*What you have to do*
Below are the records; pull every line that includes "CyclicDependency".

*Supplied material*
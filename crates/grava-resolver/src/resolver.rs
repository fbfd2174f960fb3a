//! Provider-backed dependency closure expansion.
//!
//! Targets resolve against the local sync database first, then the
//! source-metadata cache; discovered dependencies expand breadth-first
//! with source lookups batched per expansion step. A visited set keyed
//! by canonical name guarantees termination when the metadata is
//! cyclic; cycles are kept in the graph and only rejected by layering.

use std::collections::{HashMap, HashSet, VecDeque};

use grava_core::dependency::{DepKind, DepRequest};
use grava_core::package::{LocalPackage, SourcePackage};
use grava_core::provider::{PackageDb, SourceMetadata};
use grava_util::errors::GravaError;
use petgraph::graph::NodeIndex;
use tokio_util::sync::CancellationToken;

use crate::graph::{DependencyGraph, Origin, PkgNode};

/// Policy flags controlling a resolution.
#[derive(Debug, Clone)]
pub struct ResolveOptions {
    /// Only add the requested targets; no dependency expansion, no
    /// edges.
    pub no_deps: bool,
    /// Follow Optional-kind dependencies. When false they are neither
    /// followed nor added as edges.
    pub include_optional: bool,
    /// Treat a dependency already satisfied by the sync database as
    /// terminal: add the node but assume its own closure is already
    /// resolved on the target system.
    pub skip_installed: bool,
    /// Pass-through for callers that prompt before acting on the
    /// result. The resolver itself never prompts.
    pub no_confirm: bool,
    /// Abort on the first unresolved target or provider failure
    /// instead of collecting them.
    pub fail_fast: bool,
    /// Upper bound for concurrent source-metadata lookups inside a
    /// batch.
    pub max_concurrent_lookups: usize,
}

impl Default for ResolveOptions {
    fn default() -> Self {
        Self {
            no_deps: false,
            include_optional: true,
            skip_installed: false,
            no_confirm: false,
            fail_fast: false,
            max_concurrent_lookups: 8,
        }
    }
}

/// Non-fatal failures collected during a best-effort resolution.
#[derive(Debug, Default)]
pub struct ResolutionReport {
    /// Requested targets found in neither provider. The graph carries
    /// a Missing node for each.
    pub unresolved: Vec<String>,
    /// Provider lookups that failed; the affected names are recorded
    /// as Missing nodes so sibling branches keep resolving.
    pub provider_errors: Vec<GravaError>,
}

impl ResolutionReport {
    pub fn is_clean(&self) -> bool {
        self.unresolved.is_empty() && self.provider_errors.is_empty()
    }
}

/// A node waiting for expansion, carrying the dependency list its
/// provider returned at discovery time.
struct Pending {
    idx: NodeIndex,
    depends: Vec<DepRequest>,
}

/// Mutable bookkeeping threaded through one `resolve` call.
struct Session {
    /// Canonical names already added to the graph (including nodes
    /// present before this call); nothing in here is looked up or
    /// enqueued again.
    visited: HashSet<String>,
    queue: VecDeque<Pending>,
    report: ResolutionReport,
}

/// Drives graph construction against the two providers.
pub struct Resolver<'a, L, S> {
    local: &'a L,
    source: &'a S,
    opts: ResolveOptions,
}

impl<'a, L: PackageDb, S: SourceMetadata> Resolver<'a, L, S> {
    pub fn new(local: &'a L, source: &'a S, opts: ResolveOptions) -> Self {
        Self {
            local,
            source,
            opts,
        }
    }

    pub fn options(&self) -> &ResolveOptions {
        &self.opts
    }

    /// Resolve `targets` into `graph`, extending whatever it already
    /// contains; pre-existing nodes count as already expanded.
    ///
    /// On any error, including cancellation, the graph is left valid
    /// (no dangling edges) for the caller to inspect or discard.
    pub async fn resolve(
        &self,
        token: &CancellationToken,
        graph: &mut DependencyGraph,
        targets: &[String],
    ) -> Result<ResolutionReport, GravaError> {
        if token.is_cancelled() {
            return Err(GravaError::Cancelled);
        }

        let mut session = Session {
            visited: graph
                .nodes()
                .map(|idx| graph.node(idx).name.clone())
                .collect(),
            queue: VecDeque::new(),
            report: ResolutionReport::default(),
        };

        self.seed_targets(token, graph, targets, &mut session)
            .await?;

        while let Some(pending) = session.queue.pop_front() {
            if token.is_cancelled() {
                return Err(GravaError::Cancelled);
            }
            self.expand(token, graph, pending, &mut session).await?;
        }

        Ok(session.report)
    }

    /// Step 1: resolve each requested target, local provider first,
    /// with one batched source lookup for the remainder.
    async fn seed_targets(
        &self,
        token: &CancellationToken,
        graph: &mut DependencyGraph,
        targets: &[String],
        session: &mut Session,
    ) -> Result<(), GravaError> {
        let mut from_source: Vec<String> = Vec::new();
        for name in targets {
            if let Some(idx) = graph.lookup(name) {
                // Known from a previous call; just promote to target.
                let merged = PkgNode {
                    target: true,
                    ..graph.node(idx).clone()
                };
                graph.add_node(merged, &[]);
                continue;
            }
            match self.local.lookup(name) {
                Ok(Some(pkg)) => {
                    self.add_local(graph, session, &pkg, true);
                }
                Ok(None) => {
                    if !from_source.contains(name) {
                        from_source.push(name.clone());
                    }
                }
                Err(failure) => {
                    let err = GravaError::Provider {
                        name: name.clone(),
                        source: failure,
                    };
                    if self.opts.fail_fast {
                        return Err(err);
                    }
                    tracing::warn!("{err}");
                    session.report.provider_errors.push(err);
                    self.add_missing(graph, session, name, true);
                }
            }
        }

        if from_source.is_empty() {
            return Ok(());
        }

        let found = match self.batch_source(token, &from_source).await {
            Ok(found) => found,
            Err(err @ GravaError::Cancelled) => return Err(err),
            Err(err) => {
                if self.opts.fail_fast {
                    return Err(err);
                }
                tracing::warn!("{err}");
                session.report.provider_errors.push(err);
                HashMap::new()
            }
        };

        for name in &from_source {
            match found.get(name) {
                Some(pkg) => {
                    self.add_source(graph, session, pkg, true);
                }
                None => {
                    if self.opts.fail_fast {
                        return Err(GravaError::TargetNotFound { name: name.clone() });
                    }
                    tracing::warn!("target {name} not found in any provider");
                    session.report.unresolved.push(name.clone());
                    self.add_missing(graph, session, name, true);
                }
            }
        }

        Ok(())
    }

    /// Step 2: expand one node's declared dependencies into the graph.
    async fn expand(
        &self,
        token: &CancellationToken,
        graph: &mut DependencyGraph,
        pending: Pending,
        session: &mut Session,
    ) -> Result<(), GravaError> {
        let dependent = pending.idx;

        // Satisfy from the graph and the sync database first; collect
        // the rest for one batched source lookup.
        let mut from_source: Vec<DepRequest> = Vec::new();
        for dep in pending.depends {
            if dep.kind == DepKind::Optional && !self.opts.include_optional {
                tracing::warn!(
                    "skipping optional dependency {} of {}",
                    dep.name,
                    graph.node(dependent).name
                );
                continue;
            }

            if let Some(existing) = graph.lookup(&dep.name) {
                self.link(graph, dependent, existing, dep.kind)?;
                continue;
            }

            match self.local.lookup(&dep.name) {
                Ok(Some(pkg)) => {
                    let idx = self.add_local(graph, session, &pkg, false);
                    self.link(graph, dependent, idx, dep.kind)?;
                }
                Ok(None) => from_source.push(dep),
                Err(failure) => {
                    let err = GravaError::Provider {
                        name: dep.name.clone(),
                        source: failure,
                    };
                    if self.opts.fail_fast {
                        return Err(err);
                    }
                    tracing::warn!("{err}");
                    session.report.provider_errors.push(err);
                    let idx = self.add_missing(graph, session, &dep.name, false);
                    self.link(graph, dependent, idx, dep.kind)?;
                }
            }
        }

        if from_source.is_empty() {
            return Ok(());
        }

        let mut names: Vec<String> = Vec::new();
        for dep in &from_source {
            if !names.contains(&dep.name) {
                names.push(dep.name.clone());
            }
        }

        let found = match self.batch_source(token, &names).await {
            Ok(found) => found,
            Err(err @ GravaError::Cancelled) => return Err(err),
            Err(err) => {
                if self.opts.fail_fast {
                    return Err(err);
                }
                tracing::warn!("{err}");
                session.report.provider_errors.push(err);
                HashMap::new()
            }
        };

        for dep in from_source {
            let idx = match found.get(&dep.name) {
                Some(pkg) => self.add_source(graph, session, pkg, false),
                None => {
                    tracing::warn!(
                        "dependency {} of {} not found in any provider",
                        dep.name,
                        graph.node(dependent).name
                    );
                    self.add_missing(graph, session, &dep.name, false)
                }
            };
            self.link(graph, dependent, idx, dep.kind)?;
        }

        Ok(())
    }

    /// Batched source-metadata lookups, raced against cancellation.
    ///
    /// Names are chunked by `max_concurrent_lookups` so no more than
    /// that many lookups are outstanding at once, whatever the
    /// provider's batch implementation does internally.
    async fn batch_source(
        &self,
        token: &CancellationToken,
        names: &[String],
    ) -> Result<HashMap<String, SourcePackage>, GravaError> {
        let width = self.opts.max_concurrent_lookups.max(1);
        let mut found = HashMap::new();
        for chunk in names.chunks(width) {
            let result = tokio::select! {
                _ = token.cancelled() => Err(GravaError::Cancelled),
                result = self.source.batch_lookup(chunk) => {
                    result.map_err(|failure| GravaError::Provider {
                        name: chunk.join(", "),
                        source: failure,
                    })
                }
            };
            found.extend(result?);
        }
        Ok(found)
    }

    fn add_local(
        &self,
        graph: &mut DependencyGraph,
        session: &mut Session,
        pkg: &LocalPackage,
        target: bool,
    ) -> NodeIndex {
        let idx = graph.add_node(
            PkgNode {
                name: pkg.name.clone(),
                version: pkg.version.clone(),
                origin: Origin::Local,
                target,
            },
            &pkg.provides,
        );
        if session.visited.insert(pkg.name.clone())
            && !self.opts.no_deps
            && !self.opts.skip_installed
        {
            tracing::info!("discovered local package {}", pkg.name);
            session.queue.push_back(Pending {
                idx,
                depends: pkg.requests(),
            });
        }
        idx
    }

    fn add_source(
        &self,
        graph: &mut DependencyGraph,
        session: &mut Session,
        pkg: &SourcePackage,
        target: bool,
    ) -> NodeIndex {
        let idx = graph.add_node(
            PkgNode {
                name: pkg.name.clone(),
                version: pkg.version.clone(),
                origin: Origin::Source,
                target,
            },
            &pkg.provides,
        );
        if session.visited.insert(pkg.name.clone()) && !self.opts.no_deps {
            tracing::info!("discovered source package {}", pkg.name);
            session.queue.push_back(Pending {
                idx,
                depends: pkg.requests(),
            });
        }
        idx
    }

    fn add_missing(
        &self,
        graph: &mut DependencyGraph,
        session: &mut Session,
        name: &str,
        target: bool,
    ) -> NodeIndex {
        session.visited.insert(name.to_string());
        graph.add_node(
            PkgNode {
                name: name.to_string(),
                version: None,
                origin: Origin::Missing,
                target,
            },
            &[],
        )
    }

    /// Add the dependent -> dependency edge. A request satisfied by
    /// the dependent itself (a package may provide its own name) is
    /// dropped rather than recorded as a self-edge.
    fn link(
        &self,
        graph: &mut DependencyGraph,
        from: NodeIndex,
        to: NodeIndex,
        kind: DepKind,
    ) -> Result<(), GravaError> {
        if from == to {
            tracing::debug!(
                "ignoring self-referential dependency of {}",
                graph.node(from).name
            );
            return Ok(());
        }
        graph.add_edge(from, to, kind)
    }
}
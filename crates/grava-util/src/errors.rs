use miette::Diagnostic;
use thiserror::Error;

/// Failure raised by a package provider during a lookup.
///
/// Providers report these directly; the resolver wraps them in
/// [`GravaError::Provider`] together with the package name that was
/// being looked up. Retry policy, if any, belongs to the provider.
#[derive(Debug, Error)]
pub enum ProviderFailure {
    /// Reading the backing store failed.
    #[error("I/O error: {0}")]
    Io(#[from] std::io::Error),

    /// The backing store contained metadata that could not be decoded.
    #[error("malformed metadata: {message}")]
    Malformed { message: String },

    /// The provider backend failed or rejected the query.
    #[error("backend error: {message}")]
    Backend { message: String },
}

/// Unified error type for all grava operations.
#[derive(Debug, Error, Diagnostic)]
pub enum GravaError {
    /// I/O operation failed.
    #[error("I/O error: {0}")]
    Io(#[from] std::io::Error),

    /// Invalid or unreadable configuration file.
    #[error("Config error: {message}")]
    #[diagnostic(help("Check your grava config.toml for syntax errors"))]
    Config { message: String },

    /// A requested target was found in neither provider.
    #[error("target not found: {name}")]
    TargetNotFound { name: String },

    /// A provider lookup failed while resolving a package.
    #[error("provider lookup failed for '{name}': {source}")]
    Provider {
        name: String,
        source: ProviderFailure,
    },

    /// A dependency edge with a missing endpoint, or from a node to
    /// itself. Correct provider data never produces this.
    #[error("invalid dependency edge: {from} -> {to}")]
    InvalidEdge { from: String, to: String },

    /// The graph contains a dependency cycle and has no valid build
    /// order.
    #[error("dependency cycle detected: {cycle}")]
    #[diagnostic(help("Break the cycle manually or layer with the offending package in the start set"))]
    CyclicDependency { cycle: String },

    /// Resolution was cancelled before completing.
    #[error("resolution cancelled")]
    Cancelled,
}

/// Convenience alias for `miette::Result<T>`.
pub type GravaResult<T> = miette::Result<T>;
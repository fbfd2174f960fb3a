use grava_util::errors::{GravaError, ProviderFailure};

#[test]
fn test_io_error_display() {
    let io_err = std::io::Error::new(std::io::ErrorKind::NotFound, "file missing");
    let err = GravaError::from(io_err);
    assert!(err.to_string().contains("I/O error"), "got: {err}");
}

#[test]
fn test_config_error_display() {
    let err = GravaError::Config {
        message: "bad syntax".to_string(),
    };
    assert_eq!(err.to_string(), "Config error: bad syntax");
}

#[test]
fn test_target_not_found_display() {
    let err = GravaError::TargetNotFound {
        name: "ripgrep".to_string(),
    };
    assert_eq!(err.to_string(), "target not found: ripgrep");
}

#[test]
fn test_provider_error_carries_package_name() {
    let err = GravaError::Provider {
        name: "zlib".to_string(),
        source: ProviderFailure::Backend {
            message: "timeout".to_string(),
        },
    };
    let s = err.to_string();
    assert!(s.contains("zlib"), "got: {s}");
    assert!(s.contains("backend error: timeout"), "got: {s}");
}

#[test]
fn test_invalid_edge_display() {
    let err = GravaError::InvalidEdge {
        from: "foo".to_string(),
        to: "foo".to_string(),
    };
    assert_eq!(err.to_string(), "invalid dependency edge: foo -> foo");
}

#[test]
fn test_cyclic_dependency_display() {
    let err = GravaError::CyclicDependency {
        cycle: "x -> y -> x".to_string(),
    };
    assert_eq!(err.to_string(), "dependency cycle detected: x -> y -> x");
}

#[test]
fn test_cancelled_display() {
    assert_eq!(GravaError::Cancelled.to_string(), "resolution cancelled");
}

#[test]
fn test_provider_failure_io_from_conversion() {
    let io_err = std::io::Error::new(std::io::ErrorKind::PermissionDenied, "denied");
    let failure = ProviderFailure::from(io_err);
    assert!(failure.to_string().contains("denied"), "got: {failure}");
}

*Written solution*
    CyclicDependency { cycle: String },
    let err = GravaError::CyclicDependency {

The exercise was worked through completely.